With the opposing fans shouting out idle epithets, the rap music on the gym's P.A. bumpin with its bass, and both teams trying to outshout each other as they warmed up, I felt like I could touch the top of the backboard each time I jumped for a layup or a rebound. Anyone who played ball as a kid remembers that the dunk had as its training wheels the vaunted "tap." To tap the backboard as you shot a layup was to join the ranks of the apprentice ballers hoping to move up to the dunk in the near future.
The game itself was probably the most exciting one in which I participated as a player, as three of our starters fouled out, I played some 35 minutes, and it went to three overtimes before we finally lost by one point.
In the last period and the three overtimes, there were multiple lead changes, and the momentum stayed suspended between the two teams in this tug-of-war.

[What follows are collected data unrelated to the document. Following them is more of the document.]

use crate::config::ClinicConfig;
use crate::repositories::StoreResult;
use async_trait::async_trait;
use std::collections::HashMap;

/// Lookup of stored password hashes by username.
#[async_trait]
pub trait CredentialStore: Send + Sync {
    /// The encoded password hash for `username`, if the user exists.
    async fn password_hash(&self, username: &str) -> StoreResult<Option<String>>;
}

/// Credential store fixed at startup from `CLINIC_USERS`.
#[derive(Clone, Default)]
pub struct StaticCredentialStore {
    users: HashMap<String, String>,
}

impl StaticCredentialStore {
    pub fn new(users: impl IntoIterator<Item = (String, String)>) -> Self {
        Self {
            users: users.into_iter().collect(),
        }
    }

    pub fn from_config(cfg: &ClinicConfig) -> Self {
        Self::new(
            cfg.users()
                .iter()
                .map(|u| (u.username.clone(), u.password_hash.clone())),
        )
    }

    #[cfg(test)]
    fn len(&self) -> usize {
        self.users.len()
    }

    #[cfg(test)]
    fn is_empty(&self) -> bool {
        self.users.is_empty()
    }
}

#[async_trait]
impl CredentialStore for StaticCredentialStore {
    async fn password_hash(&self, username: &str) -> StoreResult<Option<String>> {
        Ok(self.users.get(username).cloned())
    }
}

#[cfg(test)]
mod tests {
    use super::*;

    #[tokio::test]
    async fn looks_up_hash_by_exact_username() {
        let store = StaticCredentialStore::new([("drsmith".to_string(), "h1".to_string())]);

        assert_eq!(store.len(), 1);
        assert_eq!(
            store.password_hash("drsmith").await.unwrap().as_deref(),
            Some("h1")
        );
        assert_eq!(store.password_hash("DrSmith").await.unwrap(), None);
        assert_eq!(store.password_hash("nobody").await.unwrap(), None);
    }

    #[test]
    fn empty_config_gives_empty_store() {
        let cfg = ClinicConfig::from_lookup(|_| None).unwrap();
        assert!(StaticCredentialStore::from_config(&cfg).is_empty());
    }
}
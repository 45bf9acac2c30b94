/// Extracts the token from an `Authorization: Bearer <token>` header value.
///
/// The scheme is matched case-insensitively. Returns `None` for any other scheme
/// or for an empty token.
pub fn bearer_token(header_value: &str) -> Option<&str> {
    let (scheme, token) = header_value.trim().split_once(' ')?;
    if !scheme.eq_ignore_ascii_case("bearer") {
        return None;
    }
    let token = token.trim();
    if token.is_empty() {
        None
    } else {
        Some(token)
    }
}

#[cfg(test)]
mod tests {
    use super::*;

    #[test]
    fn parses_bearer_scheme_case_insensitively() {
        assert_eq!(bearer_token("Bearer abc.def"), Some("abc.def"));
        assert_eq!(bearer_token("bearer   abc"), Some("abc"));
    }

    #[test]
    fn rejects_other_schemes_and_empty_tokens() {
        assert_eq!(bearer_token("Basic dXNlcjpwdw=="), None);
        assert_eq!(bearer_token("Bearer "), None);
        assert_eq!(bearer_token("Bearer"), None);
    }
}
//! Process-wide configuration.
//!
//! `ClinicConfig` is resolved once at process startup and then passed into the services
//! and the gateway as `Arc<ClinicConfig>`. Nothing reads environment variables during
//! request handling, which keeps behaviour consistent across threads and test harnesses.

use crate::constants::{
    DEFAULT_CORS_ORIGINS, DEFAULT_PATIENT_LIST_MAX_LIMIT, DEFAULT_SECRET_KEY,
};
use crate::password;
use jsonwebtoken::Algorithm;
use std::time::Duration;

#[derive(Debug, thiserror::Error)]
pub enum ConfigError {
    #[error("{key} has an invalid value: {reason}")]
    InvalidValue { key: &'static str, reason: String },
}

impl ConfigError {
    fn invalid(key: &'static str, reason: impl Into<String>) -> Self {
        Self::InvalidValue {
            key,
            reason: reason.into(),
        }
    }
}

/// A credential store entry: a username and its encoded password hash.
#[derive(Clone, PartialEq, Eq)]
pub struct UserEntry {
    pub username: String,
    pub password_hash: String,
}

impl std::fmt::Debug for UserEntry {
    fn fmt(&self, f: &mut std::fmt::Formatter<'_>) -> std::fmt::Result {
        f.debug_struct("UserEntry")
            .field("username", &self.username)
            .field("password_hash", &"<redacted>")
            .finish()
    }
}

/// Clinic configuration resolved at startup.
#[derive(Clone)]
pub struct ClinicConfig {
    app_name: String,
    clinic_name: String,
    version: String,
    debug: bool,
    database_url: String,
    secret_key: String,
    algorithm: Algorithm,
    access_token_expire_minutes: i64,
    redis_url: String,
    rest_addr: String,
    cors_origins: Vec<String>,
    request_timeout: Duration,
    patient_list_max_limit: u32,
    users: Vec<UserEntry>,
}

impl ClinicConfig {
    /// Resolve configuration from the process environment.
    ///
    /// Callers are expected to have loaded `.env` (via `dotenvy`) beforehand.
    pub fn from_env() -> Result<Self, ConfigError> {
        Self::from_lookup(|key| std::env::var(key).ok())
    }

    /// Resolve configuration from an arbitrary key lookup.
    ///
    /// Blank values are treated as unset so that `KEY=` in a `.env` file falls back to
    /// the default.
    ///
    /// # Errors
    ///
    /// Returns `ConfigError::InvalidValue` naming the offending variable if any value
    /// cannot be parsed or violates its constraints.
    pub fn from_lookup<F>(lookup: F) -> Result<Self, ConfigError>
    where
        F: Fn(&str) -> Option<String>,
    {
        let get = |key: &str| {
            lookup(key)
                .map(|v| v.trim().to_string())
                .filter(|v| !v.is_empty())
        };

        let debug = match get("DEBUG") {
            Some(v) => parse_bool(&v).ok_or_else(|| {
                ConfigError::invalid("DEBUG", format!("expected a boolean, got '{v}'"))
            })?,
            None => true,
        };

        let algorithm = match get("ALGORITHM") {
            Some(v) => parse_algorithm(&v)?,
            None => Algorithm::HS256,
        };

        let access_token_expire_minutes = match get("ACCESS_TOKEN_EXPIRE_MINUTES") {
            Some(v) => v.parse::<i64>().map_err(|e| {
                ConfigError::invalid("ACCESS_TOKEN_EXPIRE_MINUTES", e.to_string())
            })?,
            None => 30,
        };
        if access_token_expire_minutes <= 0 {
            return Err(ConfigError::invalid(
                "ACCESS_TOKEN_EXPIRE_MINUTES",
                "must be greater than zero",
            ));
        }

        let request_timeout_secs = match get("REQUEST_TIMEOUT_SECS") {
            Some(v) => v
                .parse::<u64>()
                .map_err(|e| ConfigError::invalid("REQUEST_TIMEOUT_SECS", e.to_string()))?,
            None => 30,
        };
        if request_timeout_secs == 0 {
            return Err(ConfigError::invalid(
                "REQUEST_TIMEOUT_SECS",
                "must be greater than zero",
            ));
        }

        let patient_list_max_limit = match get("PATIENT_LIST_MAX_LIMIT") {
            Some(v) => v
                .parse::<u32>()
                .map_err(|e| ConfigError::invalid("PATIENT_LIST_MAX_LIMIT", e.to_string()))?,
            None => DEFAULT_PATIENT_LIST_MAX_LIMIT,
        };
        if patient_list_max_limit == 0 {
            return Err(ConfigError::invalid(
                "PATIENT_LIST_MAX_LIMIT",
                "must be greater than zero",
            ));
        }

        let cors_origins = match get("CORS_ORIGINS") {
            Some(v) => split_list(&v),
            None => DEFAULT_CORS_ORIGINS.iter().map(|s| s.to_string()).collect(),
        };
        // Credentials are always allowed, which the CORS protocol forbids with a wildcard.
        if cors_origins.iter().any(|o| o == "*") {
            return Err(ConfigError::invalid(
                "CORS_ORIGINS",
                "'*' cannot be combined with credentialed requests; list origins explicitly",
            ));
        }

        let users = match get("CLINIC_USERS") {
            Some(v) => parse_users(&v)?,
            None => Vec::new(),
        };

        Ok(Self {
            app_name: get("APP_NAME").unwrap_or_else(|| "Clinic Management".into()),
            clinic_name: get("CLINIC_NAME").unwrap_or_else(|| "Demo Clinic".into()),
            version: get("APP_VERSION").unwrap_or_else(|| env!("CARGO_PKG_VERSION").into()),
            debug,
            database_url: get("DATABASE_URL").unwrap_or_else(|| "sqlite://clinic.db".into()),
            secret_key: get("SECRET_KEY").unwrap_or_else(|| DEFAULT_SECRET_KEY.into()),
            algorithm,
            access_token_expire_minutes,
            redis_url: get("REDIS_URL").unwrap_or_else(|| "redis://localhost:6379/0".into()),
            rest_addr: get("CLINIC_REST_ADDR").unwrap_or_else(|| "0.0.0.0:8000".into()),
            cors_origins,
            request_timeout: Duration::from_secs(request_timeout_secs),
            patient_list_max_limit,
            users,
        })
    }

    pub fn app_name(&self) -> &str {
        &self.app_name
    }

    pub fn clinic_name(&self) -> &str {
        &self.clinic_name
    }

    pub fn version(&self) -> &str {
        &self.version
    }

    pub fn debug(&self) -> bool {
        self.debug
    }

    pub fn database_url(&self) -> &str {
        &self.database_url
    }

    pub fn secret_key(&self) -> &str {
        &self.secret_key
    }

    pub fn uses_default_secret(&self) -> bool {
        self.secret_key == DEFAULT_SECRET_KEY
    }

    pub fn algorithm(&self) -> Algorithm {
        self.algorithm
    }

    pub fn access_token_expire_minutes(&self) -> i64 {
        self.access_token_expire_minutes
    }

    pub fn redis_url(&self) -> &str {
        &self.redis_url
    }

    pub fn rest_addr(&self) -> &str {
        &self.rest_addr
    }

    pub fn cors_origins(&self) -> &[String] {
        &self.cors_origins
    }

    pub fn request_timeout(&self) -> Duration {
        self.request_timeout
    }

    pub fn patient_list_max_limit(&self) -> u32 {
        self.patient_list_max_limit
    }

    pub fn users(&self) -> &[UserEntry] {
        &self.users
    }
}

impl std::fmt::Debug for ClinicConfig {
    fn fmt(&self, f: &mut std::fmt::Formatter<'_>) -> std::fmt::Result {
        f.debug_struct("ClinicConfig")
            .field("app_name", &self.app_name)
            .field("clinic_name", &self.clinic_name)
            .field("version", &self.version)
            .field("debug", &self.debug)
            .field("database_url", &self.database_url)
            .field("secret_key", &"<redacted>")
            .field("algorithm", &self.algorithm)
            .field(
                "access_token_expire_minutes",
                &self.access_token_expire_minutes,
            )
            .field("redis_url", &self.redis_url)
            .field("rest_addr", &self.rest_addr)
            .field("cors_origins", &self.cors_origins)
            .field("request_timeout", &self.request_timeout)
            .field("patient_list_max_limit", &self.patient_list_max_limit)
            .field("users", &self.users)
            .finish()
    }
}

fn parse_bool(value: &str) -> Option<bool> {
    match value.to_ascii_lowercase().as_str() {
        "1" | "true" | "yes" | "on" => Some(true),
        "0" | "false" | "no" | "off" => Some(false),
        _ => None,
    }
}

/// Only HMAC algorithms are accepted since tokens are signed with `SECRET_KEY`.
fn parse_algorithm(value: &str) -> Result<Algorithm, ConfigError> {
    match value.to_ascii_uppercase().as_str() {
        "HS256" => Ok(Algorithm::HS256),
        "HS384" => Ok(Algorithm::HS384),
        "HS512" => Ok(Algorithm::HS512),
        other => Err(ConfigError::invalid(
            "ALGORITHM",
            format!("unsupported signing algorithm '{other}' (expected HS256, HS384 or HS512)"),
        )),
    }
}

fn split_list(value: &str) -> Vec<String> {
    value
        .split(',')
        .map(str::trim)
        .filter(|s| !s.is_empty())
        .map(str::to_string)
        .collect()
}

/// Parse `username:hash` pairs separated by commas.
fn parse_users(value: &str) -> Result<Vec<UserEntry>, ConfigError> {
    let mut users: Vec<UserEntry> = Vec::new();
    for entry in split_list(value) {
        let (username, hash) = entry.split_once(':').ok_or_else(|| {
            ConfigError::invalid("CLINIC_USERS", "entries must look like username:hash")
        })?;
        let username = username.trim();
        let hash = hash.trim();

        if username.is_empty() {
            return Err(ConfigError::invalid("CLINIC_USERS", "username cannot be empty"));
        }
        if !password::is_well_formed(hash) {
            return Err(ConfigError::invalid(
                "CLINIC_USERS",
                format!("password hash for '{username}' is not a pbkdf2-sha256 hash"),
            ));
        }
        if users.iter().any(|u| u.username == username) {
            return Err(ConfigError::invalid(
                "CLINIC_USERS",
                format!("duplicate username '{username}'"),
            ));
        }

        users.push(UserEntry {
            username: username.to_string(),
            password_hash: hash.to_string(),
        });
    }
    Ok(users)
}

#[cfg(test)]
mod tests {
    use super::*;
    use std::collections::HashMap;

    fn config_from(pairs: &[(&str, &str)]) -> Result<ClinicConfig, ConfigError> {
        let map: HashMap<String, String> = pairs
            .iter()
            .map(|(k, v)| (k.to_string(), v.to_string()))
            .collect();
        ClinicConfig::from_lookup(|key| map.get(key).cloned())
    }

    #[test]
    fn defaults_apply_when_nothing_is_set() {
        let cfg = config_from(&[]).expect("defaults should be valid");

        assert_eq!(cfg.app_name(), "Clinic Management");
        assert!(cfg.debug());
        assert_eq!(cfg.algorithm(), Algorithm::HS256);
        assert_eq!(cfg.access_token_expire_minutes(), 30);
        assert_eq!(cfg.request_timeout(), Duration::from_secs(30));
        assert_eq!(cfg.patient_list_max_limit(), 100);
        assert_eq!(cfg.cors_origins().len(), 3);
        assert_eq!(cfg.redis_url(), "redis://localhost:6379/0");
        assert!(cfg.uses_default_secret());
        assert!(cfg.users().is_empty());
    }

    #[test]
    fn values_are_read_from_lookup() {
        let cfg = config_from(&[
            ("DEBUG", "false"),
            ("ALGORITHM", "hs512"),
            ("ACCESS_TOKEN_EXPIRE_MINUTES", "5"),
            ("SECRET_KEY", "not-the-default"),
            ("DATABASE_URL", "sqlite::memory:"),
            ("CORS_ORIGINS", "https://portal.example.org, https://staff.example.org"),
        ])
        .expect("config should parse");

        assert!(!cfg.debug());
        assert_eq!(cfg.algorithm(), Algorithm::HS512);
        assert_eq!(cfg.access_token_expire_minutes(), 5);
        assert_eq!(cfg.database_url(), "sqlite::memory:");
        assert!(!cfg.uses_default_secret());
        assert_eq!(
            cfg.cors_origins(),
            &[
                "https://portal.example.org".to_string(),
                "https://staff.example.org".to_string()
            ]
        );
    }

    #[test]
    fn blank_values_fall_back_to_defaults() {
        let cfg = config_from(&[("APP_NAME", "   "), ("DEBUG", "")]).expect("should parse");
        assert_eq!(cfg.app_name(), "Clinic Management");
        assert!(cfg.debug());
    }

    #[test]
    fn rejects_non_hmac_algorithm() {
        let err = config_from(&[("ALGORITHM", "RS256")]).expect_err("RS256 is not supported");
        assert!(matches!(
            err,
            ConfigError::InvalidValue {
                key: "ALGORITHM",
                ..
            }
        ));
    }

    #[test]
    fn rejects_non_positive_token_lifetime() {
        for value in ["0", "-5", "soon"] {
            let err = config_from(&[("ACCESS_TOKEN_EXPIRE_MINUTES", value)])
                .expect_err("lifetime should be rejected");
            assert!(matches!(
                err,
                ConfigError::InvalidValue {
                    key: "ACCESS_TOKEN_EXPIRE_MINUTES",
                    ..
                }
            ));
        }
    }

    #[test]
    fn rejects_wildcard_origin() {
        let err = config_from(&[("CORS_ORIGINS", "*")]).expect_err("wildcard is rejected");
        assert!(matches!(
            err,
            ConfigError::InvalidValue {
                key: "CORS_ORIGINS",
                ..
            }
        ));
    }

    #[test]
    fn parses_users_and_rejects_malformed_entries() {
        let hash = password::hash_password_with_iterations("s3cret", 1_000);
        let users = format!("alice:{hash}, bob:{hash}");
        let cfg = config_from(&[("CLINIC_USERS", users.as_str())]).expect("users should parse");
        assert_eq!(cfg.users().len(), 2);
        assert_eq!(cfg.users()[1].username, "bob");

        assert!(config_from(&[("CLINIC_USERS", "alice")]).is_err());
        assert!(config_from(&[("CLINIC_USERS", "alice:plaintext")]).is_err());

        let duplicate = format!("alice:{hash},alice:{hash}");
        assert!(config_from(&[("CLINIC_USERS", duplicate.as_str())]).is_err());
    }

    #[test]
    fn debug_output_redacts_secrets() {
        let cfg = config_from(&[("SECRET_KEY", "super-secret-value")]).expect("should parse");
        let rendered = format!("{cfg:?}");
        assert!(!rendered.contains("super-secret-value"));
        assert!(rendered.contains("<redacted>"));
    }

    #[test]
    fn users_survive_a_round_trip_through_a_dotenv_file() {
        let alice = password::hash_password_with_iterations("s3cret", 1_000);
        let bob = password::hash_password_with_iterations("hunter2", 1_000);
        let dir = tempfile::tempdir().unwrap();
        let path = dir.path().join(".env");
        std::fs::write(&path, format!("CLINIC_USERS=alice:{alice},bob:{bob}\n")).unwrap();

        let loaded: HashMap<String, String> = dotenvy::from_path_iter(&path)
            .unwrap()
            .collect::<Result<_, _>>()
            .unwrap();
        assert_eq!(loaded["CLINIC_USERS"], format!("alice:{alice},bob:{bob}"));

        let cfg = ClinicConfig::from_lookup(|key| loaded.get(key).cloned())
            .expect("hashes loaded from .env should parse");
        assert_eq!(cfg.users()[0].password_hash, alice);
        assert_eq!(cfg.users()[1].password_hash, bob);
    }
}
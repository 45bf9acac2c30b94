//! # Clinic Core
//!
//! Business logic for the clinic management backend.
//!
//! This crate owns the data and the rules around it:
//! - Patient registration, lookup and paged listing backed by SQLite
//! - The in-memory appointment book
//! - Password hashing, token issuance and logout revocation
//! - Environment driven configuration
//!
//! **No transport concerns**: HTTP routing, status codes and OpenAPI live in `api-rest`.
//! DTOs shared with the transport layer live in `api-shared`.

pub mod appointment;
pub mod auth;
pub mod config;
pub mod constants;
pub mod db;
pub mod error;
pub mod password;
pub mod patient;
pub mod repositories;

pub use api_shared::dto;

pub use appointment::{Appointment, AppointmentService, NewAppointment};
pub use auth::{AuthService, Claims, IssuedToken};
pub use config::{ClinicConfig, ConfigError};
pub use error::{ClinicError, ClinicResult};
pub use patient::{NewPatient, Patient, PatientService};
pub use repositories::{StoreError, StoreResult};
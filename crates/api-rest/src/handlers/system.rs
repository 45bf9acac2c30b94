use crate::AppState;
use api_shared::dto::{BannerRes, HealthRes};
use axum::{extract::State, response::Json};

#[utoipa::path(
    get,
    path = "/",
    responses(
        (status = 200, description = "Service banner", body = BannerRes)
    )
)]
/// Service banner naming the application, the clinic and the running version.
#[axum::debug_handler]
pub async fn banner(State(state): State<AppState>) -> Json<BannerRes> {
    Json(state.health.banner())
}

#[utoipa::path(
    get,
    path = "/health",
    responses(
        (status = 200, description = "Health check response", body = HealthRes)
    )
)]
/// Health check endpoint for the REST API
///
/// Used for monitoring and load balancer health checks. It never touches the database.
#[axum::debug_handler]
pub async fn health(State(state): State<AppState>) -> Json<HealthRes> {
    Json(state.health.check_health())
}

There was an intensity on each possession, on each free throw, on each shot that cannot be explained but only experienced.
I remember after the game talking to a teammate who played all 47 minutes of the game, and asking him if were tired. After hesitating a minute, scanning his previously numb body, he remarked, "Yeah, but I didn't realize it until now."
This adrenaline provided by the gym, the fans, the floor, the competition is something that all formerly competitive athletes miss like it were a human being. It felt that night like we could have played all night--and who's to say we couldn't have?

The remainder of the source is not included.